Following her husband's killing, Fahda married Abdulaziz Al Saud in 1922 becoming his eighth spouse. Abdulaziz adopted Fahda's two sons following the marriage.

Fahda was one of the three Al Rashid women married to Abdulaziz. The others were Noura bint Sibhan, former spouse of Emir Muhammad bin Talal Al Rashid and Jawaher, daughter of Emir Muhammad bin Talal. The reason for these marriages is thought to build a truce with the Rashidis or to make them loyal elements in the country. In other words, Abdulaziz married them to eliminate the potential problems caused by the Rashidis. In addition, Fahda's father, Asi bin Shuraim Al Shammari, became one of the most prominent supporters of King Abdulaziz, and joined his forces in several battles during the formation of Saudi Arabia, including the Battle of Sabilla in 1929.
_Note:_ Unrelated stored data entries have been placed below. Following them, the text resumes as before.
//! Service client metrics.
//!
//! - Request counters by operation and status
//! - Latency histograms
//! - Retrieval polling attempts

use metrics::{counter, histogram};

/// Metric name constants for consistency.
pub mod names {
    /// Total service requests by operation and status.
    pub const REQUESTS_TOTAL: &str = "shorts_service_requests_total";

    /// Request latency in seconds by operation.
    pub const LATENCY_SECONDS: &str = "shorts_service_latency_seconds";

    /// Retrieval GET attempts by outcome.
    pub const RETRIEVAL_ATTEMPTS_TOTAL: &str = "shorts_retrieval_attempts_total";
}

/// Record metrics for a completed service request.
pub fn record_request(operation: &str, status: u16, latency_ms: f64) {
    counter!(
        names::REQUESTS_TOTAL,
        "operation" => operation.to_string(),
        "status" => status.to_string()
    )
    .increment(1);

    histogram!(
        names::LATENCY_SECONDS,
        "operation" => operation.to_string()
    )
    .record(latency_ms / 1000.0);
}

/// Record one retrieval attempt.
pub fn record_retrieval_attempt(found: bool) {
    counter!(
        names::RETRIEVAL_ATTEMPTS_TOTAL,
        "outcome" => if found { "found" } else { "missing" }
    )
    .increment(1);
}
Fahda and King Abdulaziz had three children. Her first child from this marriage was Abdullah, the sixth king of Saudi Arabia. Her other two children were Nouf and Seeta. Fahda died in 1934.

==Legacy==
King Abdullah inaugurated the Fahda bint Asi Al Shuraim Secondary School for Qualification in Boskora, Morocco, in August 2009. The school is made up of eighteen classrooms for general training, nine science classrooms, three classrooms for preparation, a library, and special areas for sports.